Sharp Budget Cuts Loom For All Sectors Of California’s Infrastructure Photo by Justin Sullivan/Getty Images

In November, San Francisco voters will decide whether to level a 0.5 percent gross receipts tax on SF businesses that make at least $50 million so that the city can fund more homeless services. The San Francisco Chamber of Commerce is opposing the tax with a campaign it calls Right Priority, Wrong Approach.

Those two things are definitely true. But everything else potential voters might read on the site RightPriorityWrongApproach.org is decidedly suspect.

That’s because RightPriorityWrongApproach.org turns out to be a parody site, cooked up on the fly by local wags looking to roast the chamber over its anti-tax charge.

The page appears ordinary at first glance, containing photos and quotes of local business leaders and politicians talking about homeless services and the November ballot.

But it doesn’t take long to notice something amiss about comments like these:

“Homelessness is the number one issue facing SF, but it’s not fair to ask the largest corporations to pay a little more, especially when Trump just cut their taxes.”

“Homelessness is a national problem. If SF had any sense, they’d wait for Washington to fix it.”

“We need to get everyone in a room and let these wildly profitable corporations tell us how much of their Trump tax breaks they’re willing to give.”

If anyone gets that far without cluing into what’s going on, the page gives the game up in the “about us” section:

Since 1850, the [Chamber of Commerce] has prioritized the interests of the City’s largest corporations over the needs of our residents. Those corporations have promised us so much money to that we hired two different fancy political consultants. [...] But somehow, with all of this political brainpower, nobody thought to register this domain name first.

There’s a Twitter account and a Facebook page to go along with the site as well. SF Weekly first noticed the political pratfall Wednesday.

All of this sprouted up after the San Francisco Chronicle ran a story earlier this week about the proposed homeless tax, Article 28, and its potential effect on SF businesses, which noted the chamber’s opposition and its (actual) “Right Priority, Wrong Approach” slogan.

The Chronicle quoted chamber VP Jim Lazarus (again, actual quote this time) saying, “There is a limit on how high taxes can go before you decide to go to Oakland, where the taxes are much, much lower,”

The troll site’s emphasis on recent tax cuts comes straight out of the text of the tax initiative itself, which notes:

In December, 2017 Donald Trump signed the “Tax Cuts and Jobs Act” into law which reduced the federal corporate tax rate from 35% to 21%, a 14% reduction.
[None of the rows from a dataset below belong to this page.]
use fixed::types::I32F32;

/// Q32.32 fixed-point: 32 integer bits, 32 fractional bits.
///
/// All carries, production rates, and efficiency values use this type so the
/// simulation is deterministic; `f64` appears only at API boundaries.
pub type Fixed64 = I32F32;

/// Milliseconds since an arbitrary epoch. Supplied by the caller -- the core
/// never reads a clock.
pub type Millis = u64;

/// Convert an f64 to Fixed64. Use only at API boundaries, never in the sim loop.
#[inline]
pub fn f64_to_fixed64(v: f64) -> Fixed64 {
    Fixed64::from_num(v)
}

/// Convert Fixed64 to f64. Use only for display/FFI, never in the sim loop.
#[inline]
pub fn fixed64_to_f64(v: Fixed64) -> f64 {
    v.to_num::<f64>()
}

/// Convert a whole-unit count to Fixed64, saturating at the representable
/// maximum instead of panicking on very large ledgers.
#[inline]
pub fn whole_to_fixed64(v: u64) -> Fixed64 {
    Fixed64::saturating_from_num(v)
}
By comparison, this measure would be an average of less than a half of a percent tax for the gross receipts of San Francisco businesses over $50 million.

[...] It is the intentions of the voters in adopting Article 28 to house at least 4,000 homeless people and expand shelter beds by 1,000 within five years, fund legal assistance and rent subsidies to keep San Franciscans housed, and fund intensive mental health and substance abuse services.

The Chronicle also noted that in a poll released Monday, Article 28 pulled support from about 53 percent of locals.